ASSIGNED TASK: Say how many lines in the entries below mention "whose", with no other words.
########
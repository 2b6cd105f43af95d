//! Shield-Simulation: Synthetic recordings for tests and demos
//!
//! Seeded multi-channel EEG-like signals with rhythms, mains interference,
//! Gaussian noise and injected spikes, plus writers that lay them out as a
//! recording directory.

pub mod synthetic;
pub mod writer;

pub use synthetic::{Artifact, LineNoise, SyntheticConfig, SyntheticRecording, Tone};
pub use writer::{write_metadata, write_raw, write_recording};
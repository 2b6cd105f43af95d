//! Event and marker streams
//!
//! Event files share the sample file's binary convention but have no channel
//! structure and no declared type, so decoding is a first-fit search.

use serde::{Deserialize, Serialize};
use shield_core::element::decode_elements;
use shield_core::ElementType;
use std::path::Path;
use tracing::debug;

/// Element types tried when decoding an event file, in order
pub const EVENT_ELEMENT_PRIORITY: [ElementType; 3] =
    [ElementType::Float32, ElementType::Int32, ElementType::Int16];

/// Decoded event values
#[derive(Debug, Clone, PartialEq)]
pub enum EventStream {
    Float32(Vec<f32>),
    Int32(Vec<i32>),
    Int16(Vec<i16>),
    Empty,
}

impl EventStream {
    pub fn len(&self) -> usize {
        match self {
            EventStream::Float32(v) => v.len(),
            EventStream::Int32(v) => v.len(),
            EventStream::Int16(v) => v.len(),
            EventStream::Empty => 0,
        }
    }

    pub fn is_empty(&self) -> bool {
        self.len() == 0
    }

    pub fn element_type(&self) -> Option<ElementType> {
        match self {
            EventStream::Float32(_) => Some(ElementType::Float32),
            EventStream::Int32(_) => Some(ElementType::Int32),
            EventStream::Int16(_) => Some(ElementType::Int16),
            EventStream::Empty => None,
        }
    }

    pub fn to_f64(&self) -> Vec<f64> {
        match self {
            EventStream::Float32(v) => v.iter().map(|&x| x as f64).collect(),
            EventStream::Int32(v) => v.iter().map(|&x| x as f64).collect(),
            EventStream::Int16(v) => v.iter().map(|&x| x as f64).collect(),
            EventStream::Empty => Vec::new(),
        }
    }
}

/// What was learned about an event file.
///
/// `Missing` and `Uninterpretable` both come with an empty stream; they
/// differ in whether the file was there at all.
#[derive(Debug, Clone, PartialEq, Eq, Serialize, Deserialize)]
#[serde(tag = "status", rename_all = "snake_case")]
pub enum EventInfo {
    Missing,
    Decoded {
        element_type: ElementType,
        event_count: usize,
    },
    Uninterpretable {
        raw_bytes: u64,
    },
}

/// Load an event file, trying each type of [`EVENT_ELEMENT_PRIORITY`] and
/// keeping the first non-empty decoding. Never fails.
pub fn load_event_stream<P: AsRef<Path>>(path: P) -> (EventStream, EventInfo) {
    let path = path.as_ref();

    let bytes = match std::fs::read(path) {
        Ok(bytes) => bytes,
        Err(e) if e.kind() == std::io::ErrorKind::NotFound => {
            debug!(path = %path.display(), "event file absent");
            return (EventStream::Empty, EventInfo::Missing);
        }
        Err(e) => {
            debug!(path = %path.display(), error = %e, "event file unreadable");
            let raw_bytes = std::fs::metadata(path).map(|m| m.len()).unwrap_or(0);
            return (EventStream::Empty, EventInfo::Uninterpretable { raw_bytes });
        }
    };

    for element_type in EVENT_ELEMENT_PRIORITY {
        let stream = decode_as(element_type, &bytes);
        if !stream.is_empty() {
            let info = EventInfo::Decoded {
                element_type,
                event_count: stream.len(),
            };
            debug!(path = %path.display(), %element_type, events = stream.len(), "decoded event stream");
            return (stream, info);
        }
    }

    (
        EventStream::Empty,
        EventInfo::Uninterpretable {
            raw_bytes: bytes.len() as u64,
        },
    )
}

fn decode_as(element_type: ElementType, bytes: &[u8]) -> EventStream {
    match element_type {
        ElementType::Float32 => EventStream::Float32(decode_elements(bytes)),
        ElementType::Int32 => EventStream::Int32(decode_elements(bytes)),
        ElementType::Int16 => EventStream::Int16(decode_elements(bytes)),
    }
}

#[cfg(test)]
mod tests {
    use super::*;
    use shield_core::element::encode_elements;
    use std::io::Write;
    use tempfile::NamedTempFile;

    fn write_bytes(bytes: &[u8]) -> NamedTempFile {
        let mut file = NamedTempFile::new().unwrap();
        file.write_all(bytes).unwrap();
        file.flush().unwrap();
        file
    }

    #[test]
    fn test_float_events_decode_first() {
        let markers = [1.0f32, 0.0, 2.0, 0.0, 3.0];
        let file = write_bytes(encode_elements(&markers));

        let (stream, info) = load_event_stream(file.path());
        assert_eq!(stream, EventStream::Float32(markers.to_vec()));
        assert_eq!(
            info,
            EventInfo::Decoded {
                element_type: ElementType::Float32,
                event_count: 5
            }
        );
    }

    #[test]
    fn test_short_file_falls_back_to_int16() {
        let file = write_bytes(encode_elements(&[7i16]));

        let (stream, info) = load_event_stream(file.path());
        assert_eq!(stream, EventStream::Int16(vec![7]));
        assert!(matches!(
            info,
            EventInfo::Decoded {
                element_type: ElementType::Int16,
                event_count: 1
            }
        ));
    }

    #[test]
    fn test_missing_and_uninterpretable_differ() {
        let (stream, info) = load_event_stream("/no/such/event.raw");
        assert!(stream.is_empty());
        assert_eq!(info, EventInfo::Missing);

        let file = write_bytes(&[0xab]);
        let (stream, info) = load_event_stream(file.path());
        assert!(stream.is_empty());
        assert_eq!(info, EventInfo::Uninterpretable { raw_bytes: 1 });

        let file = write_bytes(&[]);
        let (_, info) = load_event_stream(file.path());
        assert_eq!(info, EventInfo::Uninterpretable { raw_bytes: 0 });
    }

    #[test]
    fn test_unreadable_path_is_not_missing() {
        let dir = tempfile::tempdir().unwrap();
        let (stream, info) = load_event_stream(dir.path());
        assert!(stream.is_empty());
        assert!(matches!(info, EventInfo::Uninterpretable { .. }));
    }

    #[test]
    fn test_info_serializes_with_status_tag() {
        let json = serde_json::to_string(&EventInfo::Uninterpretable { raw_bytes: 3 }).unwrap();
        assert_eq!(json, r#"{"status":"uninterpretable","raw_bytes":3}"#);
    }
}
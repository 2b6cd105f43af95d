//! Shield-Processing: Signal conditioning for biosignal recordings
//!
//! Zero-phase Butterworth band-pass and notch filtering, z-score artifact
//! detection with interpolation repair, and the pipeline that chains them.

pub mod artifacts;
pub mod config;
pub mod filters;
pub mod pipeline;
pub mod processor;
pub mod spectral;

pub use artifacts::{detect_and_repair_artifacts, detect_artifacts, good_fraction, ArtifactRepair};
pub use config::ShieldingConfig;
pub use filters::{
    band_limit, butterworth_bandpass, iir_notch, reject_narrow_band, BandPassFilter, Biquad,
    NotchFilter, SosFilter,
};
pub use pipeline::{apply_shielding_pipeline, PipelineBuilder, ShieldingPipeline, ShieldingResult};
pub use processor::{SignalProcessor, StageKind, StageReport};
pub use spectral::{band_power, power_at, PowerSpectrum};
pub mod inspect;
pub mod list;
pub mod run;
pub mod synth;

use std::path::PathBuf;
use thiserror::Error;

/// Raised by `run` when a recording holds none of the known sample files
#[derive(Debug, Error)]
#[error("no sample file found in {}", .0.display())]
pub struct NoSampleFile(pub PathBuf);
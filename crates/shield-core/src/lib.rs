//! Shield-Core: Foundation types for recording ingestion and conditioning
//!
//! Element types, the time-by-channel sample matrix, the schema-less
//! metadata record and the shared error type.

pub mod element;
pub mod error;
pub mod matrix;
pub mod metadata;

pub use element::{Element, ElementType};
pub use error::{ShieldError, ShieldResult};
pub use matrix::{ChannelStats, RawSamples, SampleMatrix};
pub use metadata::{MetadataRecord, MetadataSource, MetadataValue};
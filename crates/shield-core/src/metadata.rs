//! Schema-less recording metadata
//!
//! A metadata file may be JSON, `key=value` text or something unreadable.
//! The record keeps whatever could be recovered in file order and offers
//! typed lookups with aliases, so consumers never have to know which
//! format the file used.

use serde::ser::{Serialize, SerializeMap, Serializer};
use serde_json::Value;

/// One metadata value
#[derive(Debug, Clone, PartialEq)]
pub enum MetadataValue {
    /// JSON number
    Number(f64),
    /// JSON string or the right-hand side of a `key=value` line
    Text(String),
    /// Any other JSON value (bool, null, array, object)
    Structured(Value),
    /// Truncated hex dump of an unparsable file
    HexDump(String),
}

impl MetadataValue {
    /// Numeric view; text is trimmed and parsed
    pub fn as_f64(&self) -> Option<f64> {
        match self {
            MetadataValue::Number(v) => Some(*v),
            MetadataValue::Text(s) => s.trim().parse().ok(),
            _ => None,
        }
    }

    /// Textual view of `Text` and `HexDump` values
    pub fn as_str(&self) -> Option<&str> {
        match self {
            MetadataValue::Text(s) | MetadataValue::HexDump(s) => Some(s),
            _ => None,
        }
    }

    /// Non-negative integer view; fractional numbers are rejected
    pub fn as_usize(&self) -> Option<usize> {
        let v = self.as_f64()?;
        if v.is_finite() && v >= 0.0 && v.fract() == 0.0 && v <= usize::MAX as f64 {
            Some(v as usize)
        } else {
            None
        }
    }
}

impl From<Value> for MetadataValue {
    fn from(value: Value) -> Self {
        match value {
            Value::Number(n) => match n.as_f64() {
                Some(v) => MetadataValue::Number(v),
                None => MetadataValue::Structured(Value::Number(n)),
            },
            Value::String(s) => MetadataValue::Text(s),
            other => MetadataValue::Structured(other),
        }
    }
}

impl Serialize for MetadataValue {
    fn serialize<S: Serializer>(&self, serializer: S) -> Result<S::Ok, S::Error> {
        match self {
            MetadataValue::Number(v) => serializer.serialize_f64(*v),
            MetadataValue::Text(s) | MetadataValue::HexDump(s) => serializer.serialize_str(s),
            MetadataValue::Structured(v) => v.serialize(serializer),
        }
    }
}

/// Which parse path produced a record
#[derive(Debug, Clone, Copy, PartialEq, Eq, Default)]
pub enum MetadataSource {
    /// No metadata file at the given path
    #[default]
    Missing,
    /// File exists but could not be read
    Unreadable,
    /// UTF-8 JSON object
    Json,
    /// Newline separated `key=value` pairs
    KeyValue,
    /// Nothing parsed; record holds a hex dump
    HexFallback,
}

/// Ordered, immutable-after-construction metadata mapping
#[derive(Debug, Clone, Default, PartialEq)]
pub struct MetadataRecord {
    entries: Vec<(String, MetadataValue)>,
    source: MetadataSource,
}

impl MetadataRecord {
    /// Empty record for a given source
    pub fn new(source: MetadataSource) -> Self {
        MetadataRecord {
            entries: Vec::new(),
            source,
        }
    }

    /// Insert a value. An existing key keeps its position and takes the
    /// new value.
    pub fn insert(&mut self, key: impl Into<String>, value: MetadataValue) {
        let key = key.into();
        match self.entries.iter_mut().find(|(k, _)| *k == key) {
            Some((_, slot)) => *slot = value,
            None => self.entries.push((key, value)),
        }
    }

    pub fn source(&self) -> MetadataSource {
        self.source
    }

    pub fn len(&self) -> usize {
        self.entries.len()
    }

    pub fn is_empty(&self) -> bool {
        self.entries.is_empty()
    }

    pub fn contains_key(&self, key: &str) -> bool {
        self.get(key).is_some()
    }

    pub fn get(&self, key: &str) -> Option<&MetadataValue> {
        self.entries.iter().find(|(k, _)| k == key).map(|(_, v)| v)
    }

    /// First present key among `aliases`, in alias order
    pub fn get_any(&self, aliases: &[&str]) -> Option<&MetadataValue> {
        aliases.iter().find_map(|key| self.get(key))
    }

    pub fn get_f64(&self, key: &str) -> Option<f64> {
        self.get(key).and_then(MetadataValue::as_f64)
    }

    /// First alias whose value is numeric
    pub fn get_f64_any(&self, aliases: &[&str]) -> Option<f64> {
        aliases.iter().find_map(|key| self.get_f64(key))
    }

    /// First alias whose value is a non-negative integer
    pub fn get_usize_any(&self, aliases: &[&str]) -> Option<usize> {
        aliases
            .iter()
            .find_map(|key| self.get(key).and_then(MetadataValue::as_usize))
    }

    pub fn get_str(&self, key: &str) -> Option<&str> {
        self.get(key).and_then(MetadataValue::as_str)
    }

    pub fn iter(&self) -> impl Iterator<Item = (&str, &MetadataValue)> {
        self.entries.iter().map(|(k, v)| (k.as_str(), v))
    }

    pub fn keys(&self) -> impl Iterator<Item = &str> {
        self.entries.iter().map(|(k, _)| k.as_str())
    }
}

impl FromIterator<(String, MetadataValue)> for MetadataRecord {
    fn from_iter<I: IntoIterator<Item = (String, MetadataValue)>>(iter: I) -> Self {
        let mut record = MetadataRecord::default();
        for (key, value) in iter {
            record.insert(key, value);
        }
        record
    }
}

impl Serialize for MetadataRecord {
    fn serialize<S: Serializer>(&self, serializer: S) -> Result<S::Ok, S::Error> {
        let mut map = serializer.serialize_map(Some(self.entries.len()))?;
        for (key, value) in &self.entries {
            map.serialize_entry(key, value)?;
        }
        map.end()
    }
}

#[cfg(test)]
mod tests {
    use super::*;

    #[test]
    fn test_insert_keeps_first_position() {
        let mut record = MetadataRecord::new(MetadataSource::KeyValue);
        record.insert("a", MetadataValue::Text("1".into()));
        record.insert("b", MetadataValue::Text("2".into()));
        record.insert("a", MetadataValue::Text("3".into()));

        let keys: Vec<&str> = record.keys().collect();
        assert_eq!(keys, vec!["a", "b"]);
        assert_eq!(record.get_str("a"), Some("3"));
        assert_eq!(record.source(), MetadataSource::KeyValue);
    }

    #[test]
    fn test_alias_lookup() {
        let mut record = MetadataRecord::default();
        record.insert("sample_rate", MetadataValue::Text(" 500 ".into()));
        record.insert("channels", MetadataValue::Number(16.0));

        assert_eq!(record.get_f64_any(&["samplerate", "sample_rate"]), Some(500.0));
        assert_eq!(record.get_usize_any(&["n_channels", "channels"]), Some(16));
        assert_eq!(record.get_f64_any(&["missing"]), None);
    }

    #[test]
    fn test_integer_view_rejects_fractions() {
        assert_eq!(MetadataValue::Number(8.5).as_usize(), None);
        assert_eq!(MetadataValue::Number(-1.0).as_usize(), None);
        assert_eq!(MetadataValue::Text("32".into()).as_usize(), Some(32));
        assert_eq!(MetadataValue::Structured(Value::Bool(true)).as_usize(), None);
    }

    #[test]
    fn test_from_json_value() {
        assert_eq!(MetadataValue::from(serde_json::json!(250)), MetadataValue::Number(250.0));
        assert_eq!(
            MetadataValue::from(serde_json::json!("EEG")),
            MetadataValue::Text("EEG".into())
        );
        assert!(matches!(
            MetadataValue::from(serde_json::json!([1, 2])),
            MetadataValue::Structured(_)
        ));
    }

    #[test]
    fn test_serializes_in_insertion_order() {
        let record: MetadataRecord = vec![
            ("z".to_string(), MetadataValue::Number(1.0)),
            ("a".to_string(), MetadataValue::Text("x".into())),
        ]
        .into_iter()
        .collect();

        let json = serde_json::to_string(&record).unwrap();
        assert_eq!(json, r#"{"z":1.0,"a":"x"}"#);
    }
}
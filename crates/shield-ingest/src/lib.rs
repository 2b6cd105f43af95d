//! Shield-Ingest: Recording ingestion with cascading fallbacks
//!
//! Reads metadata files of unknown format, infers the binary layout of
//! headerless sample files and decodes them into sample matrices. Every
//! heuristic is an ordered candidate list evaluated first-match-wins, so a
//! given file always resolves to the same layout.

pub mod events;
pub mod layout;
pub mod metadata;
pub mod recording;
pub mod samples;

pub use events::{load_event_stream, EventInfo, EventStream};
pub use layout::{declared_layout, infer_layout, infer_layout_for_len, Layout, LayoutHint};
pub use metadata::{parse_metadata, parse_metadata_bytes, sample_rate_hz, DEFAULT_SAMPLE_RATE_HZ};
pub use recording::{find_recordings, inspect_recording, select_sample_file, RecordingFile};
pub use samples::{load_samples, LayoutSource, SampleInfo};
########
SOLUTION FOR THIS PROBLEM: 2